Un complesso che, nonostante oltre 11 anni di peripezie e slalom tra Soprintendenza e assessorati vari, ora darà lavoro a non meno di 650 addetti portando alla città nuova ricchezza: un modo degno per festeggiare i cent’anni dalla fondazione. Il secondo evento è il debutto nella Capitale de «La Vendemmia», una manifestazione che si snoderà per un’intera settimana nel quartiere del luxury per promuovere le eccellenze del made in Italy, dalla moda ai gioielli, dal design alla ristorazione stellata fino ai migliori vini, in quell’atmosfera di lifestyle italiano che oggi ci viene invidiata ovunque.

Insomma, due momenti che mentre da una parte sono il segno che a Roma gli animal spirit sono ancora vitali e capaci di “bucare” la crosta del declino, dall’altra rendono ancor meno tollerabile l’inerzia degli amministratori pubblici nel restituire alla città l’immagine di grande capitale che pure merita. E d’altro canto è impensabile che i suoi problemi possano venire risolti da qualche pur lodevole iniziativa privata. Nel presentare “La Vendemmia”, ieri è stato osservato che tra le molte carenze di cui soffre Roma spicca il numero modesto di eventi per consumatori alto spendenti, e che l’aver inopinatamente cancellato l’annuale sfilata sulla scalinata di Trinità dei Monti, momento topico per il fashion made in Italy, è stato un grave errore.

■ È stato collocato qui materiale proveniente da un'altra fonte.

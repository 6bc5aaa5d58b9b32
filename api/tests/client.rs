use api::{ApiClient, ApiError, IngredientDto, ListIngredientsQuery};
use serde_json::json;
use uuid::Uuid;
use wiremock::{
    matchers::{method, path, query_param},
    Mock, MockServer, ResponseTemplate,
};

async fn client_for(server: &MockServer) -> ApiClient {
    ApiClient::new(&server.uri()).expect("mock server uri parses")
}

#[tokio::test]
async fn lists_ingredients_with_paging_params() {
    let server = MockServer::start().await;

    Mock::given(method("GET"))
        .and(path("/ingredients"))
        .and(query_param("page", "0"))
        .and(query_param("size", "100"))
        .respond_with(ResponseTemplate::new(200).set_body_json(json!([
            { "name": "Ingredient 1" },
            { "name": "Ingredient 2" }
        ])))
        .expect(1)
        .mount(&server)
        .await;

    let client = client_for(&server).await;
    let response = client
        .list_ingredients(&ListIngredientsQuery::default())
        .await
        .unwrap();

    assert_eq!(response.status, 200);
    assert_eq!(
        response.data_or_default(),
        vec![
            IngredientDto::named("Ingredient 1"),
            IngredientDto::named("Ingredient 2")
        ]
    );
}

#[tokio::test]
async fn forwards_search_term() {
    let server = MockServer::start().await;

    Mock::given(method("GET"))
        .and(path("/ingredients"))
        .and(query_param("search", "flour"))
        .respond_with(ResponseTemplate::new(200).set_body_json(json!([{ "name": "Flour" }])))
        .expect(1)
        .mount(&server)
        .await;

    let client = client_for(&server).await;
    let query = ListIngredientsQuery {
        search: Some("flour".into()),
        ..ListIngredientsQuery::default()
    };
    let items = client.list_ingredients(&query).await.unwrap().data_or_default();

    assert_eq!(items.len(), 1);
    assert_eq!(items[0].name, "Flour");
}

#[tokio::test]
async fn empty_body_yields_no_data() {
    let server = MockServer::start().await;

    Mock::given(method("GET"))
        .and(path("/ingredients"))
        .respond_with(ResponseTemplate::new(200))
        .mount(&server)
        .await;

    let client = client_for(&server).await;
    let response = client
        .list_ingredients(&ListIngredientsQuery::default())
        .await
        .unwrap();

    assert!(response.data.is_none());
    assert!(response.data_or_default().is_empty());
}

#[tokio::test]
async fn null_body_yields_no_data() {
    let server = MockServer::start().await;

    Mock::given(method("GET"))
        .and(path("/ingredients"))
        .respond_with(ResponseTemplate::new(200).set_body_string("null"))
        .mount(&server)
        .await;

    let client = client_for(&server).await;
    let response = client
        .list_ingredients(&ListIngredientsQuery::default())
        .await
        .unwrap();

    assert!(response.data.is_none());
}

#[tokio::test]
async fn not_found_carries_backend_message() {
    let server = MockServer::start().await;
    let id = Uuid::nil();

    Mock::given(method("GET"))
        .and(path(format!("/ingredients/{id}")))
        .respond_with(ResponseTemplate::new(404).set_body_json(json!({
            "message": format!("Ingredient not found for id: {id}")
        })))
        .mount(&server)
        .await;

    let client = client_for(&server).await;
    let err = client.get_ingredient(id).await.unwrap_err();

    assert_eq!(err.status(), Some(404));
    match err {
        ApiError::Status { message, .. } => assert!(message.contains("Ingredient not found")),
        other => panic!("unexpected error: {other}"),
    }
}

#[tokio::test]
async fn server_error_without_body_uses_reason_phrase() {
    let server = MockServer::start().await;

    Mock::given(method("GET"))
        .and(path("/ingredients"))
        .respond_with(ResponseTemplate::new(500))
        .mount(&server)
        .await;

    let client = client_for(&server).await;
    let err = client
        .list_ingredients(&ListIngredientsQuery::default())
        .await
        .unwrap_err();

    assert_eq!(err.status(), Some(500));
    assert_eq!(
        err.to_string(),
        "server responded with 500: Internal Server Error"
    );
}

#[tokio::test]
async fn malformed_json_is_a_decode_error() {
    let server = MockServer::start().await;

    Mock::given(method("GET"))
        .and(path("/ingredients"))
        .respond_with(ResponseTemplate::new(200).set_body_string("{\"oops\""))
        .mount(&server)
        .await;

    let client = client_for(&server).await;
    let err = client
        .list_ingredients(&ListIngredientsQuery::default())
        .await
        .unwrap_err();

    assert!(matches!(err, ApiError::Decode(_)));
}

#[tokio::test]
async fn reads_variants_and_custom_units() {
    let server = MockServer::start().await;
    let id = Uuid::nil();

    Mock::given(method("GET"))
        .and(path(format!("/ingredients/{id}/variants")))
        .respond_with(ResponseTemplate::new(200).set_body_json(json!([
            { "description": "Whole", "defaultVariant": true }
        ])))
        .mount(&server)
        .await;
    Mock::given(method("GET"))
        .and(path(format!("/ingredients/{id}/custom-units")))
        .respond_with(ResponseTemplate::new(200).set_body_json(json!([
            { "name": "Glass", "conversionUnit": "MILLILITER" }
        ])))
        .mount(&server)
        .await;

    let client = client_for(&server).await;
    let variants = client
        .list_ingredient_variants(id)
        .await
        .unwrap()
        .data_or_default();
    let units = client.list_custom_units(id).await.unwrap().data_or_default();

    assert_eq!(variants[0].description, "Whole");
    assert_eq!(units[0].name, "Glass");
}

Giusta osservazione, talmente condivisibile che il ministero dello Sviluppo vi dedica più di una pagina nell’impietosa fotografia sul declino di Roma prodotta due settimane fa. Il livello e la quantità degli eventi sono infatti una sorta di biglietto da visita che spesso porta con sé effetti permanenti nell’immaginario del turista, soprattutto quando integrano tesori culturali come solo Roma è in grado di offrire. E l’apprendere che Parigi, nonostante i problemi creati dai gravi episodi di terrorismo, nel 2016 è stata in grado di organizzare ben 196 eventi nel settore del turismo congressuale a fronte dei 96 svoltisi a Roma (al ventesimo posto in Europa), la dice lunga sul gran lavoro di recupero che si prospetta e sulle straordinarie opportunità che si potrebbero cogliere con un’amministrazione cittadina efficiente.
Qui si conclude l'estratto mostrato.